La coordinación general se entiende como el instrumento para debe ser “la fijación de medios y de sistemas de relación, que hagan posible la información recíproca, la homogeneidad técnica en determinados aspectos, y la acción conjunta de las autoridades sanitarias estatales y comunitarias en el ejercicio de sus respectivas competencias, de tal modo que se logre la integración de actos parciales en la globalidad del sistema sanitario… evitando contradicciones o reduciendo disfunciones que impedirían o dificultarían la realidad del sistema” (STC 43/1983). Vemos como las referidas razones de eficacia en la gestión adquieren un claro fundamento jurídico en el plano constitucional, aunque produzcan una ampliación de competencias, sin que precise formalizar el referido interés supracomunitario. Se presenta, en definitiva, como exigencia ineludible del sistema, si bien no una “patente de corso” para disminuir competencias autonómicas.

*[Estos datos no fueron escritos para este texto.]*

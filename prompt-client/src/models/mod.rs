pub mod prompt_form;

pub use prompt_form::{PromptForm, Submission};
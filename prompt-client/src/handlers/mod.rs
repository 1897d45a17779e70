pub mod app;

pub use app::{health_check, index, submit_fragment, submit_page};
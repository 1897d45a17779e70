//! Request and response models for the generate endpoint.

pub mod generation;

pub use generation::{GenerateBody, GenerateResponse, GenerationRequest, HealthStatus};
use opentelemetry::KeyValue;
use opentelemetry_otlp::WithExportConfig;
use opentelemetry_sdk::{Resource, runtime, trace as sdktrace};
use tracing_subscriber::{layer::SubscriberExt, util::SubscriberInitExt};

/// Install the global subscriber: env filter, JSON fmt output and, when an
/// OTLP endpoint is given, span export to the collector.
///
/// `RUST_LOG` overrides `log_level`. Calling this twice panics (global
/// subscriber already set), so binaries call it once from `main`.
pub fn init_tracing(service_name: &str, log_level: &str, otlp_endpoint: Option<&str>) {
    let env_filter = tracing_subscriber::EnvFilter::try_from_default_env()
        .unwrap_or_else(|_| tracing_subscriber::EnvFilter::new(log_level));

    let telemetry = otlp_endpoint.and_then(|endpoint| {
        match otlp_tracer(service_name, endpoint) {
            Ok(tracer) => Some(tracing_opentelemetry::layer().with_tracer(tracer)),
            Err(e) => {
                eprintln!(
                    "Failed to initialize OTLP tracer for service '{}' at endpoint '{}': {}",
                    service_name, endpoint, e
                );
                None
            }
        }
    });

    tracing_subscriber::registry()
        .with(env_filter)
        .with(telemetry)
        .with(
            tracing_subscriber::fmt::layer()
                .with_file(true)
                .with_line_number(true)
                .json()
                .flatten_event(true),
        )
        .init();
}

fn otlp_tracer(
    service_name: &str,
    endpoint: &str,
) -> Result<sdktrace::Tracer, opentelemetry::trace::TraceError> {
    let otlp_exporter = opentelemetry_otlp::new_exporter()
        .tonic()
        .with_endpoint(endpoint);

    opentelemetry_otlp::new_pipeline()
        .tracing()
        .with_exporter(otlp_exporter)
        .with_trace_config(sdktrace::config().with_resource(Resource::new(vec![
            KeyValue::new("service.name", service_name.to_string()),
        ])))
        .install_batch(runtime::Tokio)
}

/// Reads `OTLP_ENDPOINT`, treating an empty value as unset.
pub fn otlp_endpoint_from_env() -> Option<String> {
    std::env::var("OTLP_ENDPOINT")
        .ok()
        .filter(|endpoint| !endpoint.trim().is_empty())
}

En este sentido, podría verse también incluida una cierta potestad de gasto. Pero en todo caso el “poder de gastar”, especialmente útil para garantizar la igualdad básica entre ciudadanos y territorios, no le autoriza a alterar la competencia, no altera las comunidades autónomas en torno al modo de organizar la prestación para garantizar ese fin (STC 13/1992). Tampoco le priva de acciones subvencionales.

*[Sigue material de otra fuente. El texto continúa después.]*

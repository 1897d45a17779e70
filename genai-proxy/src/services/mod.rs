pub mod providers;

pub use providers::{ProviderError, TextProvider};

La alta inspección, tal y como se define en el artículo 43 LGS, consiste en una función de garantía y verificación del cumplimiento de las competencias estatales y de las comunidades autónomas en materia de sanidad, sin que incorpore función directa de control propia de la competencia de la comunidad autónoma (STC 54/1990). En definitiva, si no es un control adicional sobre los servicios ni una vía oblicua para sustituirla, sí permite garantizar un funcionamiento equitativo de todo el SNS, a través de la fijación de niveles de exigencia y calidad equivalentes y fijados mediante los correspondientes instrumentos de planificación sanitaria. En el presente, realmente esta es la labor más significativa que tiene encomendado el Ministerio de Sanidad.

En la práctica todos estos organismos e instrumentos, que están pensados originariamente para situaciones de “normalidad jurídica” (preventiva y reparadora), han sido adaptados y redefinidos en el marco del nuevo “derecho de emergencia“(atendiendo a la situación de “anormalidad” de una coyuntura actual caracterizada por incertidumbre y la predisposición de medidas coordinadas –y en parte integradas– de prevención, precaución y reparación) para hacer frente a la pandemia COVID-19. Estas acciones han formado parte de la estrategia estatal de respuesta a la pandemia COVID-19, que, lógicamente, está en revisión permanente para llevar a cabo una respuesta efectiva a los problemas derivados de la situación de excepción generada por el impacto cambiante en todos los órdenes de aquella61.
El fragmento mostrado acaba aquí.